BCEPS Centre of Excellence
The Bergen Centre for Ethics and Priority Setting in Health (BCEPS) was awarded Norwegian Centre of Excellence (SFF) status by the Research Council of Norway in 2022 for the period 2023 - 2033.
About the research project
The information below is taken from the project description submitted to the Research Council of Norway in the Centre of Excellence application process.
Centre of Excellence Research Goals
As a Centre of Excellence, BCEPS will develop new methods and a new ethical framework that can be applied at all levels to achieve fair and efficient priority setting in health. It will build on its applied research in Universal Health Coverage decision support to become a world-leading Centre for Ethics and Priority Setting in Health. The 10-year perspective of a Centre of Excellence will enable the experienced team of researchers to undertake the foundational research necessary to achieve this goal.

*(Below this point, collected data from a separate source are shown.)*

use thiserror::Error;

/// Top-level error type for the Chime system.
///
/// Covers configuration, startup, and serialization failures. Engine and
/// API errors have their own types and never need to pass through here.
#[derive(Debug, Error)]
#[non_exhaustive]
pub enum ChimeError {
    #[error("Configuration error: {0}")]
    Config(String),

    #[error("API error: {0}")]
    Api(String),

    #[error("I/O error: {0}")]
    Io(#[from] std::io::Error),

    #[error("Serialization error: {0}")]
    Serialization(String),
}

impl From<toml::de::Error> for ChimeError {
    fn from(err: toml::de::Error) -> Self {
        ChimeError::Config(err.to_string())
    }
}

impl From<toml::ser::Error> for ChimeError {
    fn from(err: toml::ser::Error) -> Self {
        ChimeError::Config(err.to_string())
    }
}

impl From<serde_json::Error> for ChimeError {
    fn from(err: serde_json::Error) -> Self {
        ChimeError::Serialization(err.to_string())
    }
}

/// A specialized `Result` type for Chime operations.
pub type Result<T> = std::result::Result<T, ChimeError>;
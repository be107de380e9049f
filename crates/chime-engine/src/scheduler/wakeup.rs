//! One-shot wake-up primitives.
//!
//! The scheduler arms one wake-up per scheduled entry through a
//! [`WakeupSubstrate`]. When the deadline passes, the substrate reports back
//! through a [`WakeupSink`], flagging wake-ups that ran later than the
//! entry's grace window as missed.

use std::collections::HashMap;
use std::sync::atomic::{AtomicBool, Ordering};
use std::sync::{Arc, Mutex};
use std::time::Duration;

use async_trait::async_trait;
use chime_core::types::EntryId;
use tokio::task::AbortHandle;
use tokio::time::Instant;

use crate::error::SchedulerError;

/// Arming parameters for one entry.
#[derive(Debug, Clone, Copy, PartialEq, Eq)]
pub struct WakeupRequest {
    pub id: EntryId,
    /// Time from now until the deadline. Zero for deadlines already passed.
    pub delay: Duration,
    /// Lateness still reported as an on-time fire.
    pub grace: Duration,
}

/// Report delivered when a wake-up goes off.
#[derive(Debug, Clone, Copy, PartialEq, Eq)]
pub enum WakeupEvent {
    Due(EntryId),
    Missed { id: EntryId, late: Duration },
}

/// Receiver of wake-up reports. The scheduler implements this.
#[async_trait]
pub trait WakeupSink: Send + Sync {
    async fn wake(&self, event: WakeupEvent);
}

/// Handle to one armed wake-up.
pub trait ArmedWakeup: Send + Sync {
    /// Stop the wake-up if it has not gone off yet.
    fn disarm(&self);
    /// True until the wake-up has been disarmed or has finished reporting.
    fn is_pending(&self) -> bool;
}

/// Something that can arm one-shot wake-ups.
pub trait WakeupSubstrate: Send + Sync {
    fn arm(
        &self,
        request: WakeupRequest,
        sink: Arc<dyn WakeupSink>,
    ) -> Result<Box<dyn ArmedWakeup>, SchedulerError>;
}

// =============================================================================
// Tokio
// =============================================================================

/// Wake-ups as sleeping tasks on the current tokio runtime.
#[derive(Debug, Default, Clone, Copy)]
pub struct TokioWakeups;

struct TokioWakeup {
    handle: AbortHandle,
}

impl ArmedWakeup for TokioWakeup {
    fn disarm(&self) {
        self.handle.abort();
    }

    fn is_pending(&self) -> bool {
        !self.handle.is_finished()
    }
}

impl WakeupSubstrate for TokioWakeups {
    fn arm(
        &self,
        request: WakeupRequest,
        sink: Arc<dyn WakeupSink>,
    ) -> Result<Box<dyn ArmedWakeup>, SchedulerError> {
        let runtime = tokio::runtime::Handle::try_current()
            .map_err(|e| SchedulerError::Substrate(e.to_string()))?;
        let deadline = Instant::now()
            .checked_add(request.delay)
            .ok_or_else(|| SchedulerError::InvalidDeadline(format!("{:?} from now", request.delay)))?;
        let WakeupRequest { id, grace, .. } = request;

        // The task stays alive until the sink returns, so the wake-up counts
        // as pending for the whole fire.
        let task = runtime.spawn(async move {
            tokio::time::sleep_until(deadline).await;
            let late = Instant::now().saturating_duration_since(deadline);
            let event = if late <= grace {
                WakeupEvent::Due(id)
            } else {
                WakeupEvent::Missed { id, late }
            };
            sink.wake(event).await;
        });

        Ok(Box::new(TokioWakeup {
            handle: task.abort_handle(),
        }))
    }
}

// =============================================================================
// Manual
// =============================================================================

/// Wake-ups that only go off when triggered by hand.
#[derive(Default)]
pub struct ManualWakeups {
    armed: Mutex<HashMap<EntryId, ManualSlot>>,
    reject: AtomicBool,
}

struct ManualSlot {
    request: WakeupRequest,
    sink: Arc<dyn WakeupSink>,
    pending: Arc<AtomicBool>,
}

struct ManualWakeup {
    pending: Arc<AtomicBool>,
}

impl ArmedWakeup for ManualWakeup {
    fn disarm(&self) {
        self.pending.store(false, Ordering::SeqCst);
    }

    fn is_pending(&self) -> bool {
        self.pending.load(Ordering::SeqCst)
    }
}

impl ManualWakeups {
    pub fn new() -> Arc<Self> {
        Arc::new(Self::default())
    }

    /// Make subsequent `arm` calls fail.
    pub fn reject_registrations(&self, reject: bool) {
        self.reject.store(reject, Ordering::SeqCst);
    }

    /// Requests for wake-ups that are still pending.
    pub fn armed(&self) -> Vec<WakeupRequest> {
        self.slots()
            .values()
            .filter(|slot| slot.pending.load(Ordering::SeqCst))
            .map(|slot| slot.request)
            .collect()
    }

    /// Go off on time. Returns false if nothing pending was armed for `id`.
    pub async fn trigger(&self, id: EntryId) -> bool {
        self.fire(id, WakeupEvent::Due(id)).await
    }

    /// Go off late, as a missed wake-up.
    pub async fn trigger_missed(&self, id: EntryId, late: Duration) -> bool {
        self.fire(id, WakeupEvent::Missed { id, late }).await
    }

    /// Drop the wake-up without reporting, as if the substrate lost it.
    pub fn lose(&self, id: EntryId) -> bool {
        match self.slots().remove(&id) {
            Some(slot) => {
                slot.pending.store(false, Ordering::SeqCst);
                true
            }
            None => false,
        }
    }

    async fn fire(&self, id: EntryId, event: WakeupEvent) -> bool {
        let slot = self.slots().remove(&id);
        let Some(slot) = slot else {
            return false;
        };
        if !slot.pending.load(Ordering::SeqCst) {
            return false;
        }
        slot.sink.wake(event).await;
        slot.pending.store(false, Ordering::SeqCst);
        true
    }

    fn slots(&self) -> std::sync::MutexGuard<'_, HashMap<EntryId, ManualSlot>> {
        self.armed.lock().unwrap_or_else(|e| e.into_inner())
    }
}

impl WakeupSubstrate for ManualWakeups {
    fn arm(
        &self,
        request: WakeupRequest,
        sink: Arc<dyn WakeupSink>,
    ) -> Result<Box<dyn ArmedWakeup>, SchedulerError> {
        if self.reject.load(Ordering::SeqCst) {
            return Err(SchedulerError::Substrate(
                "manual wake-ups are rejecting registrations".to_string(),
            ));
        }
        let pending = Arc::new(AtomicBool::new(true));
        self.slots().insert(
            request.id,
            ManualSlot {
                request,
                sink,
                pending: Arc::clone(&pending),
            },
        );
        Ok(Box::new(ManualWakeup { pending }))
    }
}

#[cfg(test)]
mod tests {
    use super::*;
    use tokio::sync::mpsc;

    struct ChannelSink {
        tx: mpsc::UnboundedSender<WakeupEvent>,
    }

    #[async_trait]
    impl WakeupSink for ChannelSink {
        async fn wake(&self, event: WakeupEvent) {
            let _ = self.tx.send(event);
        }
    }

    fn channel_sink() -> (Arc<dyn WakeupSink>, mpsc::UnboundedReceiver<WakeupEvent>) {
        let (tx, rx) = mpsc::unbounded_channel();
        (Arc::new(ChannelSink { tx }), rx)
    }

    fn request(delay_secs: u64, grace_secs: u64) -> WakeupRequest {
        WakeupRequest {
            id: EntryId::new(),
            delay: Duration::from_secs(delay_secs),
            grace: Duration::from_secs(grace_secs),
        }
    }

    #[test]
    fn test_tokio_wakeups_require_runtime() {
        let (sink, _rx) = channel_sink();
        let result = TokioWakeups.arm(request(1, 30), sink);
        assert!(matches!(result, Err(SchedulerError::Substrate(_))));
    }

    #[tokio::test(start_paused = true)]
    async fn test_tokio_wakeup_fires_after_delay() {
        let (sink, mut rx) = channel_sink();
        let req = request(5, 30);
        let wakeup = TokioWakeups.arm(req, sink).unwrap();
        assert!(wakeup.is_pending());

        tokio::time::sleep(Duration::from_secs(4)).await;
        assert!(rx.try_recv().is_err());

        let event = rx.recv().await.unwrap();
        assert_eq!(event, WakeupEvent::Due(req.id));
    }

    #[tokio::test(start_paused = true)]
    async fn test_tokio_wakeup_disarm() {
        let (sink, mut rx) = channel_sink();
        let wakeup = TokioWakeups.arm(request(5, 30), sink).unwrap();
        wakeup.disarm();
        tokio::time::sleep(Duration::from_secs(10)).await;
        assert!(rx.try_recv().is_err());
        assert!(!wakeup.is_pending());
    }

    #[tokio::test(start_paused = true)]
    async fn test_tokio_wakeup_zero_delay_is_due() {
        let (sink, mut rx) = channel_sink();
        let req = request(0, 30);
        let _wakeup = TokioWakeups.arm(req, sink).unwrap();
        assert_eq!(rx.recv().await.unwrap(), WakeupEvent::Due(req.id));
    }

    #[tokio::test(start_paused = true)]
    async fn test_tokio_wakeup_past_grace_is_missed() {
        let (sink, mut rx) = channel_sink();
        let req = request(1, 0);
        let _wakeup = TokioWakeups.arm(req, sink).unwrap();

        // Jump past the deadline before the wake-up task gets to run.
        tokio::time::advance(Duration::from_secs(5)).await;

        match rx.recv().await.unwrap() {
            WakeupEvent::Missed { id, late } => {
                assert_eq!(id, req.id);
                assert!(late >= Duration::from_secs(4));
            }
            other => panic!("expected a missed wake-up, got {:?}", other),
        }
    }

    #[tokio::test(start_paused = true)]
    async fn test_tokio_wakeup_late_within_grace_is_due() {
        let (sink, mut rx) = channel_sink();
        let req = request(1, 10);
        let _wakeup = TokioWakeups.arm(req, sink).unwrap();

        tokio::time::advance(Duration::from_secs(5)).await;

        assert_eq!(rx.recv().await.unwrap(), WakeupEvent::Due(req.id));
    }

    #[tokio::test]
    async fn test_manual_trigger_once() {
        let wakeups = ManualWakeups::new();
        let (sink, mut rx) = channel_sink();
        let req = request(60, 30);
        let wakeup = wakeups.arm(req, sink).unwrap();
        assert_eq!(wakeups.armed(), vec![req]);

        assert!(wakeups.trigger(req.id).await);
        assert_eq!(rx.recv().await.unwrap(), WakeupEvent::Due(req.id));
        assert!(!wakeup.is_pending());
        assert!(!wakeups.trigger(req.id).await);
        assert!(wakeups.armed().is_empty());
    }

    #[tokio::test]
    async fn test_manual_disarmed_does_not_fire() {
        let wakeups = ManualWakeups::new();
        let (sink, mut rx) = channel_sink();
        let req = request(60, 30);
        let wakeup = wakeups.arm(req, sink).unwrap();
        wakeup.disarm();
        assert!(!wakeups.trigger(req.id).await);
        assert!(rx.try_recv().is_err());
    }

    #[tokio::test]
    async fn test_manual_missed_and_lost() {
        let wakeups = ManualWakeups::new();
        let (sink, mut rx) = channel_sink();
        let missed = request(1, 1);
        let lost = request(1, 1);
        wakeups.arm(missed, Arc::clone(&sink)).unwrap();
        let lost_handle = wakeups.arm(lost, sink).unwrap();

        assert!(wakeups.trigger_missed(missed.id, Duration::from_secs(90)).await);
        assert_eq!(
            rx.recv().await.unwrap(),
            WakeupEvent::Missed {
                id: missed.id,
                late: Duration::from_secs(90)
            }
        );

        assert!(wakeups.lose(lost.id));
        assert!(!lost_handle.is_pending());
        assert!(!wakeups.trigger(lost.id).await);
    }

    #[test]
    fn test_manual_reject() {
        let wakeups = ManualWakeups::new();
        wakeups.reject_registrations(true);
        let (sink, _rx) = channel_sink();
        assert!(wakeups.arm(request(1, 1), sink).is_err());
    }
}
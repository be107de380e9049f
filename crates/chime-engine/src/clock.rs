//! Wall-clock sources for the engine.

use std::sync::Mutex;

use chrono::{DateTime, TimeDelta, Utc};

/// Source of the current time.
pub trait Clock: Send + Sync {
    fn now(&self) -> DateTime<Utc>;
}

/// The system wall clock.
#[derive(Debug, Default, Clone, Copy)]
pub struct SystemClock;

impl Clock for SystemClock {
    fn now(&self) -> DateTime<Utc> {
        Utc::now()
    }
}

/// A clock that only moves when told to.
#[derive(Debug)]
pub struct ManualClock {
    now: Mutex<DateTime<Utc>>,
}

impl ManualClock {
    pub fn new(start: DateTime<Utc>) -> Self {
        Self {
            now: Mutex::new(start),
        }
    }

    pub fn set(&self, time: DateTime<Utc>) {
        *self.now.lock().unwrap_or_else(|e| e.into_inner()) = time;
    }

    pub fn advance(&self, by: TimeDelta) {
        let mut now = self.now.lock().unwrap_or_else(|e| e.into_inner());
        *now += by;
    }
}

impl Clock for ManualClock {
    fn now(&self) -> DateTime<Utc> {
        *self.now.lock().unwrap_or_else(|e| e.into_inner())
    }
}
use std::fmt;

use serde::{Deserialize, Serialize};
use uuid::Uuid;

// =============================================================================
// Identifiers
// =============================================================================

/// Opaque identifier of a timer or alarm entry.
#[derive(Clone, Copy, Debug, PartialEq, Eq, PartialOrd, Ord, Hash, Serialize, Deserialize)]
#[serde(transparent)]
pub struct EntryId(pub Uuid);

impl EntryId {
    pub fn new() -> Self {
        Self(Uuid::new_v4())
    }
}

impl Default for EntryId {
    fn default() -> Self {
        Self::new()
    }
}

impl fmt::Display for EntryId {
    fn fmt(&self, f: &mut fmt::Formatter<'_>) -> fmt::Result {
        self.0.fmt(f)
    }
}

impl std::str::FromStr for EntryId {
    type Err = uuid::Error;
    fn from_str(s: &str) -> Result<Self, Self::Err> {
        Uuid::parse_str(s).map(Self)
    }
}

// =============================================================================
// Enums
// =============================================================================

/// What kind of entry is scheduled.
#[derive(Clone, Copy, Debug, PartialEq, Eq, Hash, Serialize, Deserialize)]
#[serde(rename_all = "snake_case")]
pub enum EntryKind {
    /// Countdown relative to creation time.
    Timer,
    /// Absolute wall-clock time.
    Alarm,
}

impl EntryKind {
    /// Generic label used when a command names nothing.
    pub fn default_label(&self) -> &'static str {
        match self {
            EntryKind::Timer => "Timer",
            EntryKind::Alarm => "Alarm",
        }
    }
}

impl fmt::Display for EntryKind {
    fn fmt(&self, f: &mut fmt::Formatter<'_>) -> fmt::Result {
        match self {
            EntryKind::Timer => write!(f, "timer"),
            EntryKind::Alarm => write!(f, "alarm"),
        }
    }
}

impl std::str::FromStr for EntryKind {
    type Err = String;
    fn from_str(s: &str) -> Result<Self, Self::Err> {
        match s {
            "timer" => Ok(EntryKind::Timer),
            "alarm" => Ok(EntryKind::Alarm),
            _ => Err(format!("Unknown entry kind: {}", s)),
        }
    }
}

/// Entry lifecycle states. `Fired` and `Cancelled` are terminal.
#[derive(Clone, Copy, Debug, PartialEq, Eq, Hash, Serialize, Deserialize)]
#[serde(rename_all = "snake_case")]
pub enum EntryState {
    Scheduled,
    Fired,
    Cancelled,
}

impl EntryState {
    pub fn is_terminal(&self) -> bool {
        !matches!(self, EntryState::Scheduled)
    }
}

impl fmt::Display for EntryState {
    fn fmt(&self, f: &mut fmt::Formatter<'_>) -> fmt::Result {
        match self {
            EntryState::Scheduled => write!(f, "scheduled"),
            EntryState::Fired => write!(f, "fired"),
            EntryState::Cancelled => write!(f, "cancelled"),
        }
    }
}
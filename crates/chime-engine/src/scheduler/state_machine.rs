//! Entry state machine with validated transitions.
//!
//! An entry leaves `Scheduled` exactly once:
//! Scheduled -> Fired
//! Scheduled -> Cancelled

use chime_core::types::EntryState;

use crate::error::SchedulerError;

/// Validate that a state transition is allowed.
pub fn validate_transition(from: EntryState, to: EntryState) -> Result<(), SchedulerError> {
    let valid = matches!(
        (from, to),
        (EntryState::Scheduled, EntryState::Fired) | (EntryState::Scheduled, EntryState::Cancelled)
    );

    if valid {
        Ok(())
    } else {
        Err(SchedulerError::InvalidTransition(from, to))
    }
}

#[cfg(test)]
mod tests {
    use super::*;

    #[test]
    fn test_scheduled_to_fired() {
        assert!(validate_transition(EntryState::Scheduled, EntryState::Fired).is_ok());
    }

    #[test]
    fn test_scheduled_to_cancelled() {
        assert!(validate_transition(EntryState::Scheduled, EntryState::Cancelled).is_ok());
    }

    #[test]
    fn test_terminal_states_never_leave() {
        for from in [EntryState::Fired, EntryState::Cancelled] {
            for to in [EntryState::Scheduled, EntryState::Fired, EntryState::Cancelled] {
                assert!(
                    validate_transition(from, to).is_err(),
                    "{} -> {} should be rejected",
                    from,
                    to
                );
            }
        }
    }

    #[test]
    fn test_scheduled_to_scheduled_invalid() {
        let err = validate_transition(EntryState::Scheduled, EntryState::Scheduled).unwrap_err();
        assert!(matches!(
            err,
            SchedulerError::InvalidTransition(EntryState::Scheduled, EntryState::Scheduled)
        ));
    }
}
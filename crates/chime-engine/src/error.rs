//! Error types for the timer engine.

use chime_core::types::EntryState;

/// Errors from the scheduling engine.
#[derive(Debug, thiserror::Error)]
pub enum SchedulerError {
    #[error("Scheduler is shutting down")]
    ShuttingDown,
    #[error("Too many active entries (limit {limit})")]
    CapacityExceeded { limit: usize },
    #[error("Wake-up registration rejected: {0}")]
    Substrate(String),
    #[error("Deadline out of range: {0}")]
    InvalidDeadline(String),
    #[error("Invalid state transition: {0} -> {1}")]
    InvalidTransition(EntryState, EntryState),
}

/// Errors returned by fire listeners.
#[derive(Debug, thiserror::Error)]
pub enum ListenerError {
    #[error("Listener failed: {0}")]
    Failed(String),
}

#[cfg(test)]
mod tests {
    use super::*;

    #[test]
    fn test_scheduler_error_display() {
        assert_eq!(
            SchedulerError::ShuttingDown.to_string(),
            "Scheduler is shutting down"
        );
        assert_eq!(
            SchedulerError::CapacityExceeded { limit: 3 }.to_string(),
            "Too many active entries (limit 3)"
        );
        assert_eq!(
            SchedulerError::Substrate("no runtime".to_string()).to_string(),
            "Wake-up registration rejected: no runtime"
        );

        let err = SchedulerError::InvalidTransition(EntryState::Fired, EntryState::Cancelled);
        assert_eq!(err.to_string(), "Invalid state transition: fired -> cancelled");
    }

    #[test]
    fn test_listener_error_display() {
        let err = ListenerError::Failed("socket closed".to_string());
        assert_eq!(err.to_string(), "Listener failed: socket closed");
    }
}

Foundational research is needed to clarify how ethical principles can better guide priority setting for health and well-being. The planned workstreams have the potential to achieve ground-breaking results.
Secondary Objectives:
- Create an advanced population health model which includes impact on level and distribution of health and income, and propose new methods that incorporate these elements into economic evaluation of health interventions.
- Develop a new ethical framework for priority setting in health that integrates both fair distribution and efficiency.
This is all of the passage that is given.